Courtney: Sugar! I’m so much happier without it but I love it. When I’m in a sugar rut, I’m moodier. When I quit sugar for long periods of time, I'm much happier. Like you, Gretchen, I'm an Abstainer when it comes to sugary treats: it's easier for me to have none than one. When I've intentionally quit sugar for a period of time, I don't crave it or think about it that much after the first day or two. I love that feeling of not having to decide how much is too much because when I am eating sugar, I don't want one cookie, or one bite of dessert. I want it all. Why do I go back? Just thinking about it makes me less happy.
Gretchen: Which habits are most important to you? (for health, for creativity, for productivity, for leisure, etc.)

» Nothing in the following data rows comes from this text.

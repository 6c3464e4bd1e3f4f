//! XML shallow parsing
//!
//!     Splits XML-like text into a flat sequence of markup and text tokens without checking
//!     well-formedness, resolving entities or building a tree. Malformed input is never
//!     rejected: anything the grammar cannot close becomes an [TokenKind::Error] token and the
//!     scan carries on.
//!
//!     - [grammar]: the REX sub-patterns and the two compiled top-level patterns
//!     - [token]: token kinds and classification of matches
//!     - [matcher]: [XmlMatcher], which picks a grammar from [MatcherOptions]
//!     - [merge]: optional grouping of adjacent markup tokens into segments

pub mod grammar;
pub mod matcher;
pub mod merge;
pub mod token;

pub use grammar::GrammarMode;
pub use matcher::{MatcherOptions, XmlMatcher};
pub use merge::{merge_markers, Segment};
pub use token::{Prefix, Suffix, Token, TokenKind};
//! Compiled patterns and their matches
//!
//!     A thin layer over the `regex` crate. A [Pattern] keeps the source text it was built
//!     from next to the compiled automaton, and scanning yields [Match] values that carry
//!     their byte range and the matched slice.
//!
//!     Matches are found left to right and never overlap. The scan simply stops when no
//!     further match exists; it never fails on arbitrary input.
//!
//!     [PatternOptions] carries the compile flags. Two patterns are equal when both their
//!     source text and their flags agree.

use std::fmt;
use std::ops::Range;

use regex::{Regex, RegexBuilder};

use crate::error::PatternError;

/// A single non-overlapping match: the byte range in the haystack and the slice it denotes.
#[derive(Debug, Clone, PartialEq, Eq)]
pub struct Match<'h> {
    pub range: Range<usize>,
    pub value: &'h str,
}

impl<'h> Match<'h> {
    /// Build a match for `range` over `haystack`, or `None` if the range is out of bounds
    /// or splits a char.
    pub fn new(range: Range<usize>, haystack: &'h str) -> Option<Self> {
        let value = haystack.get(range.clone())?;
        Some(Self { range, value })
    }
}

impl<'h> From<regex::Match<'h>> for Match<'h> {
    fn from(m: regex::Match<'h>) -> Self {
        Self {
            range: m.range(),
            value: m.as_str(),
        }
    }
}

/// Compile flags. All off by default, which is what the built-in grammars use.
#[derive(Debug, Clone, Copy, Default, PartialEq, Eq, Hash)]
pub struct PatternOptions {
    /// Letters match both cases.
    pub case_insensitive: bool,
    /// `^` and `$` match at line boundaries.
    pub multi_line: bool,
    /// `.` also matches `\n`.
    pub dot_matches_new_line: bool,
    /// Whitespace in the pattern is ignored and `#` starts a comment.
    pub ignore_whitespace: bool,
    /// `a*` is lazy and `a*?` is greedy.
    pub swap_greed: bool,
}

impl PatternOptions {
    fn builder(&self, pattern: &str) -> RegexBuilder {
        let mut builder = RegexBuilder::new(pattern);
        builder
            .case_insensitive(self.case_insensitive)
            .multi_line(self.multi_line)
            .dot_matches_new_line(self.dot_matches_new_line)
            .ignore_whitespace(self.ignore_whitespace)
            .swap_greed(self.swap_greed);
        builder
    }
}

/// A named, compiled regular expression.
///
/// Compiled regexes are `Send + Sync`, so one pattern can scan many inputs concurrently.
#[derive(Clone)]
pub struct Pattern {
    name: String,
    options: PatternOptions,
    regex: Regex,
}

impl Pattern {
    /// Compile `pattern`, using the pattern text itself as the name.
    pub fn new(pattern: &str) -> Result<Self, PatternError> {
        Self::named(pattern, pattern)
    }

    /// Compile `pattern` under a descriptive name used in errors and logs.
    pub fn named(name: &str, pattern: &str) -> Result<Self, PatternError> {
        Self::with_options(name, pattern, PatternOptions::default())
    }

    pub fn with_options(
        name: &str,
        pattern: &str,
        options: PatternOptions,
    ) -> Result<Self, PatternError> {
        let regex = options
            .builder(pattern)
            .build()
            .map_err(|source| PatternError::Invalid {
                name: name.to_string(),
                source,
            })?;
        tracing::debug!(name, len = pattern.len(), ?options, "compiled pattern");

        Ok(Self {
            name: name.to_string(),
            options,
            regex,
        })
    }

    pub fn name(&self) -> &str {
        &self.name
    }

    pub fn options(&self) -> PatternOptions {
        self.options
    }

    /// The source text this pattern was compiled from.
    pub fn as_str(&self) -> &str {
        self.regex.as_str()
    }

    /// Lazily iterate the matches in `haystack`, left to right.
    pub fn find_iter<'r, 'h>(&'r self, haystack: &'h str) -> Matches<'r, 'h> {
        Matches {
            inner: self.regex.find_iter(haystack),
        }
    }

    /// Collect every match in `haystack`.
    pub fn matches<'h>(&self, haystack: &'h str) -> Vec<Match<'h>> {
        self.find_iter(haystack).collect()
    }

    /// Count the matches in `haystack` without materializing them.
    pub fn match_count(&self, haystack: &str) -> usize {
        self.regex.find_iter(haystack).count()
    }
}

impl PartialEq for Pattern {
    fn eq(&self, other: &Self) -> bool {
        self.as_str() == other.as_str() && self.options == other.options
    }
}

impl Eq for Pattern {}

impl fmt::Debug for Pattern {
    fn fmt(&self, f: &mut fmt::Formatter<'_>) -> fmt::Result {
        f.debug_struct("Pattern")
            .field("name", &self.name)
            .field("len", &self.as_str().len())
            .field("options", &self.options)
            .finish()
    }
}

/// Iterator over the matches of a [Pattern], produced one at a time.
pub struct Matches<'r, 'h> {
    inner: regex::Matches<'r, 'h>,
}

impl<'r, 'h> Iterator for Matches<'r, 'h> {
    type Item = Match<'h>;

    fn next(&mut self) -> Option<Self::Item> {
        self.inner.next().map(Match::from)
    }
}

Courtney: My morning routine fuels better health, creativity, and productivity. It includes some combination of writing, meditation, reading, yoga and walking. Whether I practice my morning routine for 5 minutes or 3 hours, it always allows me to move through the day with more purpose and focus.
Gretchen: Have you ever managed to gain a challenging healthy habit—or to break an unhealthy habit? If so, how did you do it?

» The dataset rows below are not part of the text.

//! End-to-end tests over the real Unix socket transport.
//!
//! Each test gets its own rendezvous directory and a fixed display
//! token, so parallel tests never share an election. Two `App` values
//! in one process play the two OS processes; nothing in the protocol
//! distinguishes them from separate processes apart from the PID suffix
//! on fresh socket paths, which only matters at bind time.

use std::sync::Arc;

use parking_lot::Mutex;
use tempfile::TempDir;

use soloist_core::{commands, App, BackendKind, Config, MessageData, Response};

fn socket_config(dir: &TempDir) -> Config {
    Config {
        backend: BackendKind::Socket,
        socket_dir: Some(dir.path().to_path_buf()),
        display_token: Some(":0".to_owned()),
    }
}

#[tokio::test]
async fn exactly_one_server_per_identity() {
    let dir = TempDir::new().unwrap();

    let first = App::claim("org.test.App", None, socket_config(&dir))
        .await
        .unwrap();
    let second = App::claim("org.test.App", None, socket_config(&dir))
        .await
        .unwrap();
    let third = App::claim("org.test.App", None, socket_config(&dir))
        .await
        .unwrap();

    assert!(!first.is_running());
    assert!(second.is_running());
    assert!(third.is_running(), "a third claimant must never win");
}

#[tokio::test]
async fn end_to_end_claim_send_dispatch() {
    let dir = TempDir::new().unwrap();
    const CUSTOM_CMD: i32 = 42;

    let first = App::claim("org.test.App", None, socket_config(&dir))
        .await
        .unwrap();
    assert!(!first.is_running());

    first.add_command("custom", CUSTOM_CMD);
    let seen = Arc::new(Mutex::new(Vec::new()));
    let sink = Arc::clone(&seen);
    first.on_message(move |command, data, timestamp| {
        sink.lock().push((
            command,
            data.data().map(<[u8]>::to_vec),
            data.startup_id().map(str::to_owned),
            timestamp,
        ));
        Response::Ok
    });

    let second = App::claim("org.test.App", Some("_TIMEtest"), socket_config(&dir))
        .await
        .unwrap();
    assert!(second.is_running());
    second.add_command("custom", CUSTOM_CMD);

    let mut data = MessageData::new();
    data.set(Some(b"hello"));
    let response = second.send_message(CUSTOM_CMD, Some(&data)).await;
    assert_eq!(response, Response::Ok);

    let seen = seen.lock();
    assert_eq!(seen.len(), 1);
    let (command, payload, startup_id, timestamp) = &seen[0];
    assert_eq!(*command, CUSTOM_CMD);
    assert_eq!(payload.as_deref(), Some(b"hello".as_ref()));
    assert_eq!(startup_id.as_deref(), Some("_TIMEtest"));
    assert!(*timestamp > 0);
}

#[tokio::test]
async fn dispatch_chain_short_circuits_over_the_wire() {
    let dir = TempDir::new().unwrap();

    let first = App::claim("org.test.App", None, socket_config(&dir))
        .await
        .unwrap();
    first.on_message(|_, _, _| Response::Passthrough);
    first.on_message(|_, _, _| Response::Cancel);
    first.on_message(|_, _, _| panic!("third handler must never run"));

    let second = App::claim("org.test.App", None, socket_config(&dir))
        .await
        .unwrap();
    let response = second.send_message(commands::ACTIVATE, None).await;
    assert_eq!(response, Response::Cancel);
}

#[tokio::test]
async fn all_passthrough_defaults_to_ok() {
    let dir = TempDir::new().unwrap();

    let first = App::claim("org.test.App", None, socket_config(&dir))
        .await
        .unwrap();
    first.on_message(|_, _, _| Response::Passthrough);

    let second = App::claim("org.test.App", None, socket_config(&dir))
        .await
        .unwrap();
    assert_eq!(
        second.send_message(commands::ACTIVATE, None).await,
        Response::Ok
    );
}

#[tokio::test]
async fn binary_payload_survives_framing() {
    let dir = TempDir::new().unwrap();

    let first = App::claim("org.test.App", None, socket_config(&dir))
        .await
        .unwrap();
    let seen = Arc::new(Mutex::new(None));
    let sink = Arc::clone(&seen);
    first.on_message(move |_, data, _| {
        *sink.lock() = data.data().map(<[u8]>::to_vec);
        Response::Ok
    });

    let second = App::claim("org.test.App", None, socket_config(&dir))
        .await
        .unwrap();

    let nasty = b"tabs\there\r\nnewlines\x00nul\xffhigh\\slash";
    let mut data = MessageData::new();
    data.set(Some(nasty));
    assert_eq!(
        second.send_message(commands::OPEN, Some(&data)).await,
        Response::Ok
    );

    assert_eq!(seen.lock().as_deref(), Some(nasty.as_ref()));
}

#[tokio::test]
async fn dead_server_identity_is_reclaimed() {
    let dir = TempDir::new().unwrap();

    // Simulate a server that exited without cleanup: a socket file that
    // matches the rendezvous pattern but refuses connections.
    let stale = dir.path().join("org.test.App.:0.4242");
    drop(std::os::unix::net::UnixListener::bind(&stale).unwrap());
    assert!(stale.exists());

    let next = App::claim("org.test.App", None, socket_config(&dir))
        .await
        .unwrap();
    assert!(
        !next.is_running(),
        "the next claimant reclaims the identity"
    );
    assert!(!stale.exists(), "the stale socket file was removed");
}

#[tokio::test]
async fn server_shutdown_releases_the_identity() {
    let dir = TempDir::new().unwrap();

    let mut first = App::claim("org.test.App", None, socket_config(&dir))
        .await
        .unwrap();
    assert!(!first.is_running());
    first.shutdown();

    let next = App::claim("org.test.App", None, socket_config(&dir))
        .await
        .unwrap();
    assert!(!next.is_running());
}

#[tokio::test]
async fn send_to_vanished_server_fails_cleanly() {
    let dir = TempDir::new().unwrap();

    let mut first = App::claim("org.test.App", None, socket_config(&dir))
        .await
        .unwrap();
    let second = App::claim("org.test.App", None, socket_config(&dir))
        .await
        .unwrap();
    assert!(second.is_running());

    // The server goes away after the election.
    first.shutdown();
    drop(first);

    let response = second.send_message(commands::ACTIVATE, None).await;
    assert_eq!(response, Response::Fail);

    // Failure must not leave a socket file behind.
    let leftovers: Vec<_> = std::fs::read_dir(dir.path())
        .unwrap()
        .flatten()
        .map(|e| e.path())
        .collect();
    assert!(leftovers.is_empty(), "unexpected files: {leftovers:?}");
}

#[tokio::test]
async fn in_process_backend_honours_the_same_contract() {
    let config = Config {
        backend: BackendKind::InProcess,
        ..Config::default()
    };

    let first = App::claim("org.test.InProcParity", None, config.clone())
        .await
        .unwrap();
    first.on_message(|command, data, _| {
        assert_eq!(command, commands::OPEN);
        assert_eq!(data.text().as_deref(), Some("hi"));
        Response::Cancel
    });

    let second = App::claim("org.test.InProcParity", None, config)
        .await
        .unwrap();
    assert!(second.is_running());

    let mut data = MessageData::new();
    data.set_text("hi");
    assert_eq!(
        second.send_message(commands::OPEN, Some(&data)).await,
        Response::Cancel
    );
}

Courtney: I created my morning routine through habit stacking, and it has stuck with me for more than 10 years. I started with 5 minutes of yoga. After a week, I stacked 5 minutes of writing. The next week I added 5 minutes of meditation. From there I raised the time of each activity by a minute each week. Once I had a 30-minute routine, I was able to easily swap in new activities or extend the time spent on certain activities.
Gretchen: Would you describe yourself as an Upholder, a Questioner, a Rebel, or an Obliger?

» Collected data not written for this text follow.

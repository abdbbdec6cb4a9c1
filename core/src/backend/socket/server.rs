//! Server Role
//!
//! The listening side of the rendezvous socket. The accept loop runs as
//! a task; every accepted connection gets its own short-lived handler
//! task that performs exactly one request/response exchange:
//!
//! ```text
//! AwaitingFrame ──read line──► Dispatching ──reply──► AwaitingFlush ──► Closed
//!       │                          │
//!       └── EOF / malformed ───────┴──────────── Closed (no reply)
//! ```
//!
//! A malformed frame is never answered; the client observes the closed
//! connection and reports failure on its side. There is no keep-alive
//! and no pipelining.

use std::os::unix::fs::PermissionsExt;
use std::path::PathBuf;
use std::sync::Arc;

use parking_lot::Mutex;
use tokio::io::{AsyncBufReadExt, AsyncWriteExt, BufReader};
use tokio::net::{UnixListener, UnixStream};
use tokio::task::{AbortHandle, JoinHandle};

use crate::codec::{self, LINE_TERM};
use crate::command::CommandRegistry;
use crate::dispatch::Dispatcher;
use crate::error::ClaimError;
use crate::message::MessageData;

/// A running server: bound socket, accept loop, live connections.
#[derive(Debug)]
pub(super) struct ServerHandle {
    socket_path: PathBuf,
    accept_task: JoinHandle<()>,
    connections: Arc<Mutex<Vec<AbortHandle>>>,
    torn_down: bool,
}

impl ServerHandle {
    /// Bind `path`, restrict it to the owner, and start accepting.
    pub(super) fn spawn(
        path: PathBuf,
        dispatcher: Arc<Dispatcher>,
        commands: Arc<CommandRegistry>,
    ) -> Result<Self, ClaimError> {
        let listener = UnixListener::bind(&path).map_err(|source| ClaimError::Bind {
            path: path.clone(),
            source,
        })?;

        // Filesystem permissions are the sole access control.
        if let Err(err) =
            std::fs::set_permissions(&path, std::fs::Permissions::from_mode(0o700))
        {
            tracing::warn!(path = ?path, error = %err, "unable to restrict socket permissions");
        }

        let connections = Arc::new(Mutex::new(Vec::new()));
        let accept_connections = Arc::clone(&connections);
        let accept_path = path.clone();

        let accept_task = tokio::spawn(async move {
            loop {
                match listener.accept().await {
                    Ok((stream, _addr)) => {
                        let handler = tokio::spawn(handle_connection(
                            stream,
                            Arc::clone(&dispatcher),
                            Arc::clone(&commands),
                        ));

                        let mut live = accept_connections.lock();
                        live.retain(|conn: &AbortHandle| !conn.is_finished());
                        live.push(handler.abort_handle());
                    }
                    Err(err) => {
                        tracing::warn!(path = ?accept_path, error = %err, "accept failed");
                    }
                }
            }
        });

        tracing::info!(path = ?path, "listening on rendezvous socket");

        Ok(Self {
            socket_path: path,
            accept_task,
            connections,
            torn_down: false,
        })
    }

    /// Stop accepting, unlink the socket file, abort live connections.
    ///
    /// In-flight exchanges die without a reply; their clients see a
    /// closed connection and surface it as failure.
    pub(super) fn shutdown(&mut self) {
        if self.torn_down {
            return;
        }
        self.torn_down = true;

        self.accept_task.abort();

        if let Err(err) = std::fs::remove_file(&self.socket_path) {
            if err.kind() != std::io::ErrorKind::NotFound {
                tracing::warn!(
                    path = ?self.socket_path,
                    error = %err,
                    "unable to remove socket file"
                );
            }
        }

        let mut live = self.connections.lock();
        for conn in live.drain(..) {
            conn.abort();
        }

        tracing::info!(path = ?self.socket_path, "rendezvous server shut down");
    }
}

impl Drop for ServerHandle {
    fn drop(&mut self) {
        self.shutdown();
    }
}

/// One request/response exchange, then teardown.
async fn handle_connection(
    stream: UnixStream,
    dispatcher: Arc<Dispatcher>,
    commands: Arc<CommandRegistry>,
) {
    let mut reader = BufReader::new(stream);

    let mut line = Vec::new();
    match reader.read_until(b'\n', &mut line).await {
        Ok(0) => {
            tracing::debug!("peer closed before sending a frame");
            return;
        }
        Ok(_) => {}
        Err(err) => {
            tracing::warn!(error = %err, "unable to receive the command");
            return;
        }
    }

    if !line.ends_with(b"\n") {
        // EOF mid-line: the peer stalled or died. No reply.
        tracing::warn!("unterminated frame from peer");
        return;
    }
    strip_line_term(&mut line);

    let frame = match codec::unpack(&line) {
        Ok(frame) => frame,
        Err(err) => {
            // Dropping the connection without a reply is the protocol's
            // failure signal for malformed frames.
            tracing::warn!(error = %err, "unable to unpack the message");
            return;
        }
    };

    let command_id = commands.id_for(&frame.command).unwrap_or_else(|| {
        tracing::warn!(command = %frame.command, "received unregistered command");
        0
    });

    let mut data = MessageData::new();
    data.set(frame.payload.as_deref());
    data.set_screen(frame.screen);
    data.set_workspace(frame.workspace);
    data.set_startup_id(frame.startup_id.as_deref());

    let response = dispatcher.dispatch(command_id, &data, frame.timestamp);

    let mut reply = response.as_nick().as_bytes().to_vec();
    reply.extend_from_slice(LINE_TERM.as_bytes());

    let stream = reader.get_mut();
    if let Err(err) = stream.write_all(&reply).await {
        tracing::warn!(error = %err, "unable to send response");
        return;
    }
    if let Err(err) = stream.flush().await {
        tracing::warn!(error = %err, "unable to flush response");
    }
}

/// Strip the trailing `\r\n` (tolerating a bare `\n`).
fn strip_line_term(line: &mut Vec<u8>) {
    if line.ends_with(b"\n") {
        line.pop();
    }
    if line.ends_with(b"\r") {
        line.pop();
    }
}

Courtney: At first I thought I was an Upholder but after taking the quiz, I discovered I’m a Questioner.
Gretchen: Have you ever been hit by a lightning bolt, where you made a major change very suddenly, as a consequence of reading a book, a conversation with a friend, a milestone birthday, a health scare, etc.?
Courtney: In 2006 after months of debilitating vertigo and fatigue I was diagnosed with Multiple Sclerosis. After learning how stress can cause MS exacerbations, I decided to quit stress and simplified my entire life. While the changes I made took many years, my decision to prioritize love and health was immediate. I share more about my lightning bolt moment, and the changes MS inspired in my life in my new book, Soulful Simplicity. From changing my diet to becoming debt-free, clutter-free, changing careers and downsizing from a big house to a small apartment, simplicity was at the heart of every change. Living with less has given me the opportunity to create more health and love in my life.
Gretchen: Is there a particular motto or saying that you’ve found very helpful? (e.g., I remind myself to “Be Gretchen.”)
Courtney: I will not say yes when my heart says no.
Gretchen: What’s a simple habit or activity that consistently makes you happier?
Courtney: Writing down anything on my mind first thing in the morning makes me happier. It’s my way of clearing mental clutter before starting the day. I don’t share or read what I write so it’s more about the action than what ends up on the page
Gretchen: What’s something you know now about building healthy habits or happiness that you didn’t know when you were 18 years old?
Courtney: Consistency is more important than intensity. The all or nothing, weekend warrior approach to incorporating healthy habits usually results in burnout. Showing up regularly, even if it's only for a few minutes at a time contributes to creating long-lasting habits. I'm a big fan of habit stacking. For instance, when I created my morning routine, I started with 5 minutes of yoga. After a week, I added 5 minutes of meditation and 5 minutes of writing. Then, I added a minute a week to each activity. It took me weeks to build up to a 30 minute routine, but the method worked. The slow build resulted in a meaningful morning routine that I've been practicing for more than 1o years.